Collect every line below that contains the word "count".
═══ Information
//! Exception tests: try/catch/finally unwinding and host error reporting

use std::cell::RefCell;
use std::rc::Rc;

use super::{create_test_engine, eval, eval_result};
use jscore::{ErrorCode, ErrorReport, JsError, JsValue};

#[test]
fn test_catch_binds_thrown_value() {
    assert_eq!(eval("try { throw 5; } catch(e) { e + 1; }"), JsValue::Int(6));
}

#[test]
fn test_caught_exception_is_not_reported() {
    let mut engine = create_test_engine();
    let reports = Rc::new(RefCell::new(Vec::<ErrorReport>::new()));
    let sink = reports.clone();
    engine.set_error_handler(move |report| {
        sink.borrow_mut().push(report.clone());
        true
    });
    let result = engine.eval("try { throw 5; } catch(e) { e + 1; }").unwrap();
    assert_eq!(result, JsValue::Int(6));
    assert!(reports.borrow().is_empty());
}

#[test]
fn test_nested_finally_order() {
    let source = r#"
        var log = [];
        try {
            try {
                try { throw 'x'; } finally { log.push('f1'); }
            } catch (e) { log.push('c:' + e); } finally { log.push('f2'); }
        } finally { log.push('f3'); }
        log.join(',')
    "#;
    assert_eq!(eval(source), JsValue::from("f1,c:x,f2,f3"));
}

#[test]
fn test_uncaught_rethrow_runs_finally() {
    let mut engine = create_test_engine();
    let result = engine.eval("var log = ''; try { throw 1; } finally { log += 'f'; }");
    match result {
        Err(JsError::Thrown { value, .. }) => assert_eq!(value, JsValue::Int(1)),
        other => panic!("expected the thrown value, got {:?}", other),
    }
    assert_eq!(engine.get_global("log").unwrap(), JsValue::from("f"));
}

#[test]
fn test_throw_from_catch_replaces_exception() {
    let source = r#"
        var r;
        try {
            try { throw 'first'; } catch (e) { throw 'second'; }
        } catch (e) { r = e; }
        r
    "#;
    assert_eq!(eval(source), JsValue::from("second"));
}

#[test]
fn test_catch_scope_is_separate() {
    assert_eq!(
        eval("var e = 'outer'; try { throw 'inner'; } catch (e) { } e"),
        JsValue::from("outer")
    );
}

#[test]
fn test_break_runs_finally() {
    let source = r#"
        var s = '';
        for (var i = 0; i < 3; i++) {
            try { if (i == 1) break; s += i; } finally { s += 'f'; }
        }
        s
    "#;
    assert_eq!(eval(source), JsValue::from("0ff"));
}

#[test]
fn test_continue_runs_finally() {
    let source = r#"
        var s = '';
        for (var i = 0; i < 3; i++) {
            try { if (i == 1) continue; s += i; } finally { s += '.'; }
        }
        s
    "#;
    assert_eq!(eval(source), JsValue::from("0..2."));
}

#[test]
fn test_return_runs_finally() {
    assert_eq!(
        eval("function f() { try { return 1; } finally { g = 2; } } f() + g"),
        JsValue::Int(3)
    );
}

#[test]
fn test_exception_crosses_function_boundaries() {
    let source = r#"
        function inner() { throw new RangeError('deep'); }
        function outer() { inner(); return 'unreached'; }
        var r;
        try { outer(); } catch (e) { r = e.name + ':' + e.message; }
        r
    "#;
    assert_eq!(eval(source), JsValue::from("RangeError:deep"));
}

#[test]
fn test_runtime_errors_are_catchable() {
    let source = r#"
        var r = [];
        try { null.x; } catch (e) { r.push(e instanceof TypeError); }
        try { missing; } catch (e) { r.push(e instanceof ReferenceError); }
        try { (1)(); } catch (e) { r.push(e instanceof TypeError); }
        r.join(',')
    "#;
    assert_eq!(eval(source), JsValue::from("true,true,true"));
}

#[test]
fn test_runtime_error_number() {
    assert_eq!(
        eval("var n; try { null.x; } catch (e) { n = e.number & 0xFFFF; } n"),
        JsValue::Int(ErrorCode::OBJECT_EXPECTED.0 as i32)
    );
}

#[test]
fn test_stack_overflow_is_range_error() {
    assert_eq!(
        eval("function f() { return f(); } var r; try { f(); } catch (e) { r = e instanceof RangeError; } r"),
        JsValue::Boolean(true)
    );
}

#[test]
fn test_recursion_through_call_and_apply() {
    // Source targets of call/apply run in the calling VM, so they share the
    // ordinary call limit
    assert_eq!(
        eval("function f(n) { return n == 0 ? 0 : 1 + f.call(null, n - 1); } f(400)"),
        JsValue::Int(400)
    );
    assert_eq!(
        eval("function g(n) { return n == 0 ? 0 : 1 + g.apply(null, [n - 1]); } g(400)"),
        JsValue::Int(400)
    );
    assert_eq!(
        eval("function f() { return f.call(null); } var r; try { f(); } catch (e) { r = e instanceof RangeError; } r"),
        JsValue::Boolean(true)
    );
}

#[test]
fn test_reentry_through_native_code_is_range_error() {
    let source = r#"
        var o = { toString: function() { return 'x' + this; } };
        var r;
        try { '' + o; } catch (e) { r = e.name + ' ' + e.message; }
        r
    "#;
    assert_eq!(eval(source), JsValue::from("RangeError Out of stack space"));

    let source = r#"
        var p = {};
        Object.defineProperty(p, 'deep', { get: function() { return this.deep; } });
        var r;
        try { p.deep; } catch (e) { r = e instanceof RangeError; }
        r
    "#;
    assert_eq!(eval(source), JsValue::Boolean(true));
}

#[test]
fn test_handled_error_returns_already_reported() {
    let mut engine = create_test_engine();
    let reports = Rc::new(RefCell::new(Vec::<ErrorReport>::new()));
    let sink = reports.clone();
    engine.set_error_handler(move |report| {
        sink.borrow_mut().push(report.clone());
        true
    });

    let result = engine.eval("var a = 1;\nmissing;");
    assert!(matches!(result, Err(JsError::AlreadyReported)));

    let reports = reports.borrow();
    assert_eq!(reports.len(), 1);
    let report = &reports[0];
    assert_eq!(report.code, ErrorCode::UNDEFINED_VARIABLE.number());
    assert_eq!(report.message, "'missing' is undefined");
    assert_eq!(report.line, 2);
    assert_eq!(report.source_line.as_deref(), Some("missing;"));
}

#[test]
fn test_unhandled_error_returns_original() {
    let mut engine = create_test_engine();
    let count = Rc::new(RefCell::new(0));
    let seen = count.clone();
    engine.set_error_handler(move |_| {
        *seen.borrow_mut() += 1;
        false
    });

    let result = engine.eval("throw 'boom';");
    match result {
        Err(JsError::Thrown { value, .. }) => assert_eq!(value, JsValue::from("boom")),
        other => panic!("expected the thrown value, got {:?}", other),
    }
    assert_eq!(*count.borrow(), 1);
}

#[test]
fn test_syntax_error_is_reported_with_source_line() {
    let mut engine = create_test_engine();
    let reports = Rc::new(RefCell::new(Vec::<ErrorReport>::new()));
    let sink = reports.clone();
    engine.set_error_handler(move |report| {
        sink.borrow_mut().push(report.clone());
        true
    });

    assert!(matches!(
        engine.eval("var x = 1;\nvar = 2;"),
        Err(JsError::AlreadyReported)
    ));
    let reports = reports.borrow();
    assert_eq!(reports.len(), 1);
    assert_eq!(reports[0].line, 2);
    assert_eq!(reports[0].unit, "script");
    assert_eq!(reports[0].source_line.as_deref(), Some("var = 2;"));
}

#[test]
fn test_syntax_error_runs_nothing() {
    let mut engine = create_test_engine();
    assert!(engine.eval("ran = true;\nvar = ;").is_err());
    assert!(engine.eval("typeof ran").unwrap() == JsValue::from("undefined"));
}

#[test]
fn test_uncaught_error_message() {
    match eval_result("throw new TypeError('bad thing');") {
        Err(err) => assert!(err.to_string().contains("TypeError: bad thing")),
        Ok(v) => panic!("expected an error, got {:?}", v),
    }
}
//! Parser for JScript source code
//!
//! Recursive descent for statements, precedence climbing for binary
//! operators. Automatic semicolon insertion follows the usual rule: a
//! missing `;` is accepted before `}`, at end of input or after a newline.

use crate::ast::*;
use crate::error::{ErrorCode, JsError, SourceLocation};
use crate::lexer::{Lexer, Span, Token, TokenKind};
use crate::string_dict::StringDict;
use crate::value::{JsString, number_to_string};

/// Limit on nested statements and expressions, kept well inside the native
/// stack of the parser and the compiler
const MAX_NESTING_DEPTH: u32 = 256;

/// Parser for one compilation unit
pub struct Parser<'a> {
    lexer: Lexer<'a>,
    current: Token,
    previous: Token,
    /// Set while parsing a `for` initializer, where `in` ends the expression
    no_in: bool,
    /// Nesting depth of function bodies
    function_depth: u32,
    /// Nesting depth of statements and expressions
    depth: u32,
}
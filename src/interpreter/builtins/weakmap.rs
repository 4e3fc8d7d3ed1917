//! WeakMap built-in methods
//!
//! Keys are held weakly: an entry does not keep its key alive, and its value
//! is only reachable through the map while the key is reachable elsewhere.

use crate::error::{ErrorCode, JsError};
use crate::interpreter::Interpreter;
use crate::object::{ObjectData, WeakMapData};
use crate::value::{JsObjectRef, JsValue};

use super::arg;

/// Initialize WeakMap.prototype and publish the WeakMap constructor
pub fn init_weakmap(interp: &mut Interpreter) {
    let proto = interp.weakmap_prototype.clone();

    interp.register_method(&proto, "get", weakmap_get, 1);
    interp.register_method(&proto, "set", weakmap_set, 2);
    interp.register_method(&proto, "has", weakmap_has, 1);
    interp.register_method(&proto, "delete", weakmap_delete, 1);

    let constructor = interp.create_constructor("WeakMap", weakmap_call, weakmap_construct, 0, &proto);
    interp.define_global("WeakMap", JsValue::Object(constructor));
}

pub fn weakmap_call(_interp: &mut Interpreter, _this: JsValue, _args: &[JsValue]) -> Result<JsValue, JsError> {
    Err(JsError::type_error(
        ErrorCode::UNSUPPORTED_ACTION,
        "WeakMap: 'this' is not a WeakMap object",
    ))
}

pub fn weakmap_construct(interp: &mut Interpreter, _this: JsValue, _args: &[JsValue]) -> Result<JsValue, JsError> {
    let map = interp.alloc(
        ObjectData::WeakMap(WeakMapData::default()),
        Some(interp.weakmap_prototype.clone()),
    );
    Ok(JsValue::Object(map))
}

fn this_map(this: &JsValue) -> Result<JsObjectRef, JsError> {
    match this {
        JsValue::Object(obj) if matches!(obj.borrow().data, ObjectData::WeakMap(_)) => Ok(obj.clone()),
        _ => Err(JsError::type_error(
            ErrorCode::UNSUPPORTED_ACTION,
            "WeakMap: 'this' is not a WeakMap object",
        )),
    }
}

fn key_object(key: &JsValue) -> Result<JsObjectRef, JsError> {
    match key {
        JsValue::Object(obj) => Ok(obj.clone()),
        _ => Err(JsError::type_error(ErrorCode::KEY_NOT_OBJECT, "WeakMap: Invalid key")),
    }
}

/// WeakMap.prototype.get(key); primitive keys find nothing
pub fn weakmap_get(_interp: &mut Interpreter, this: JsValue, args: &[JsValue]) -> Result<JsValue, JsError> {
    let map = this_map(&this)?;
    let JsValue::Object(key) = arg(args, 0) else {
        return Ok(JsValue::Undefined);
    };
    Ok(match &map.borrow().data {
        ObjectData::WeakMap(data) => data.get(&key).cloned().unwrap_or_default(),
        _ => JsValue::Undefined,
    })
}

/// WeakMap.prototype.set(key, value); returns the map
pub fn weakmap_set(_interp: &mut Interpreter, this: JsValue, args: &[JsValue]) -> Result<JsValue, JsError> {
    let map = this_map(&this)?;
    let key = key_object(&arg(args, 0))?;
    key.borrow_mut().has_weak_refs = true;
    if let ObjectData::WeakMap(data) = &mut map.borrow_mut().data {
        data.set(&key, arg(args, 1));
    }
    Ok(JsValue::Object(map))
}

pub fn weakmap_has(_interp: &mut Interpreter, this: JsValue, args: &[JsValue]) -> Result<JsValue, JsError> {
    let map = this_map(&this)?;
    let JsValue::Object(key) = arg(args, 0) else {
        return Ok(JsValue::Boolean(false));
    };
    Ok(JsValue::Boolean(match &map.borrow().data {
        ObjectData::WeakMap(data) => data.get(&key).is_some(),
        _ => false,
    }))
}

pub fn weakmap_delete(_interp: &mut Interpreter, this: JsValue, args: &[JsValue]) -> Result<JsValue, JsError> {
    let map = this_map(&this)?;
    let JsValue::Object(key) = arg(args, 0) else {
        return Ok(JsValue::Boolean(false));
    };
    Ok(JsValue::Boolean(match &mut map.borrow_mut().data {
        ObjectData::WeakMap(data) => data.remove(&key),
        _ => false,
    }))
}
══════
## Output of the exercise
    let count = Rc::new(RefCell::new(0));
    let seen = count.clone();
    assert_eq!(*count.borrow(), 1);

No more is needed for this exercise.